Data extracts section start

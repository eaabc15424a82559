use crate::config::UpstreamConfig;
use crate::errors::CallError;
use crate::record::AggregationKey;
use async_trait::async_trait;
use shared::http::TRACE_ID_HEADER;
use std::sync::Arc;
use std::time::Duration;
use url::Url;

/// One backend service called during aggregation.
///
/// Implementations map their own failure signals onto the three `CallError`
/// kinds; the aggregator never sees transport-level error types.
#[async_trait]
pub trait UpstreamClient: Send + Sync {
    /// Name keying this upstream's breaker and its section in the record.
    fn name(&self) -> &str;

    /// Fetch this upstream's contribution for the key. The timeout bounds
    /// the whole call, including reading the response body.
    async fn call(
        &self,
        key: &AggregationKey,
        trace_id: &str,
        timeout: Duration,
    ) -> Result<serde_json::Value, CallError>;
}

/// HTTP upstream client: `GET {base_url}/{key}` with the trace header,
/// expecting a JSON payload back.
pub struct HttpUpstreamClient {
    name: String,
    url: Url,
    client: reqwest::Client,
}

impl HttpUpstreamClient {
    pub fn new(config: UpstreamConfig) -> Self {
        HttpUpstreamClient {
            name: config.name,
            url: config.url,
            client: reqwest::Client::new(),
        }
    }
}

#[async_trait]
impl UpstreamClient for HttpUpstreamClient {
    fn name(&self) -> &str {
        &self.name
    }

    async fn call(
        &self,
        key: &AggregationKey,
        trace_id: &str,
        timeout: Duration,
    ) -> Result<serde_json::Value, CallError> {
        let mut url = self.url.clone();
        url.path_segments_mut()
            .map_err(|_| {
                CallError::Upstream(self.name.clone(), "upstream URL cannot be a base".into())
            })?
            .pop_if_empty()
            .push(key.as_str());

        let response = self
            .client
            .get(url)
            .header(TRACE_ID_HEADER, trace_id)
            .timeout(timeout)
            .send()
            .await
            .map_err(|e| {
                if e.is_timeout() {
                    CallError::Timeout(self.name.clone())
                } else {
                    CallError::Upstream(self.name.clone(), e.to_string())
                }
            })?;

        let status = response.status();
        if !status.is_success() {
            return Err(CallError::Upstream(
                self.name.clone(),
                format!("unexpected status {status}"),
            ));
        }

        response.json::<serde_json::Value>().await.map_err(|e| {
            if e.is_timeout() {
                CallError::Timeout(self.name.clone())
            } else {
                CallError::Upstream(self.name.clone(), e.to_string())
            }
        })
    }
}

/// The set of upstreams one aggregation fans out to, in configured order.
/// The order is load-bearing: it fixes section order in merged records.
pub struct Upstreams {
    clients: Vec<Arc<dyn UpstreamClient>>,
}

impl Upstreams {
    pub fn new(clients: Vec<Arc<dyn UpstreamClient>>) -> Self {
        Upstreams { clients }
    }

    pub fn from_config(configs: &[UpstreamConfig]) -> Self {
        let clients = configs
            .iter()
            .cloned()
            .map(|config| Arc::new(HttpUpstreamClient::new(config)) as Arc<dyn UpstreamClient>)
            .collect();
        Upstreams { clients }
    }

    pub fn iter(&self) -> impl Iterator<Item = &Arc<dyn UpstreamClient>> {
        self.clients.iter()
    }

    pub fn len(&self) -> usize {
        self.clients.len()
    }

    pub fn is_empty(&self) -> bool {
        self.clients.is_empty()
    }
}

Data extracts section end

» **What you are asked to do**
The data should be written out again in full, exactly as it stands.

» **Your solution**
repository eaabc15424a82559
use crate::config::UpstreamConfig;
use crate::errors::CallError;
use crate::record::AggregationKey;
use async_trait::async_trait;
use shared::http::TRACE_ID_HEADER;
use std::sync::Arc;
use std::time::Duration;
use url::Url;

/// One backend service called during aggregation.
///
/// Implementations map their own failure signals onto the three `CallError`
/// kinds; the aggregator never sees transport-level error types.
#[async_trait]
pub trait UpstreamClient: Send + Sync {
    /// Name keying this upstream's breaker and its section in the record.
    fn name(&self) -> &str;

    /// Fetch this upstream's contribution for the key. The timeout bounds
    /// the whole call, including reading the response body.
    async fn call(
        &self,
        key: &AggregationKey,
        trace_id: &str,
        timeout: Duration,
    ) -> Result<serde_json::Value, CallError>;
}

/// HTTP upstream client: `GET {base_url}/{key}` with the trace header,
/// expecting a JSON payload back.
pub struct HttpUpstreamClient {
    name: String,
    url: Url,
    client: reqwest::Client,
}

impl HttpUpstreamClient {
    pub fn new(config: UpstreamConfig) -> Self {
        HttpUpstreamClient {
            name: config.name,
            url: config.url,
            client: reqwest::Client::new(),
        }
    }
}

#[async_trait]
impl UpstreamClient for HttpUpstreamClient {
    fn name(&self) -> &str {
        &self.name
    }

    async fn call(
        &self,
        key: &AggregationKey,
        trace_id: &str,
        timeout: Duration,
    ) -> Result<serde_json::Value, CallError> {
        let mut url = self.url.clone();
        url.path_segments_mut()
            .map_err(|_| {
                CallError::Upstream(self.name.clone(), "upstream URL cannot be a base".into())
            })?
            .pop_if_empty()
            .push(key.as_str());

        let response = self
            .client
            .get(url)
            .header(TRACE_ID_HEADER, trace_id)
            .timeout(timeout)
            .send()
            .await
            .map_err(|e| {
                if e.is_timeout() {
                    CallError::Timeout(self.name.clone())
                } else {
                    CallError::Upstream(self.name.clone(), e.to_string())
                }
            })?;

        let status = response.status();
        if !status.is_success() {
            return Err(CallError::Upstream(
                self.name.clone(),
                format!("unexpected status {status}"),
            ));
        }

        response.json::<serde_json::Value>().await.map_err(|e| {
            if e.is_timeout() {
                CallError::Timeout(self.name.clone())
            } else {
                CallError::Upstream(self.name.clone(), e.to_string())
            }
        })
    }
}

/// The set of upstreams one aggregation fans out to, in configured order.
/// The order is load-bearing: it fixes section order in merged records.
pub struct Upstreams {
    clients: Vec<Arc<dyn UpstreamClient>>,
}

impl Upstreams {
    pub fn new(clients: Vec<Arc<dyn UpstreamClient>>) -> Self {
        Upstreams { clients }
    }

    pub fn from_config(configs: &[UpstreamConfig]) -> Self {
        let clients = configs
            .iter()
            .cloned()
            .map(|config| Arc::new(HttpUpstreamClient::new(config)) as Arc<dyn UpstreamClient>)
            .collect();
        Upstreams { clients }
    }

    pub fn iter(&self) -> impl Iterator<Item = &Arc<dyn UpstreamClient>> {
        self.clients.iter()
    }

    pub fn len(&self) -> usize {
        self.clients.len()
    }

    pub fn is_empty(&self) -> bool {
        self.clients.is_empty()
    }
}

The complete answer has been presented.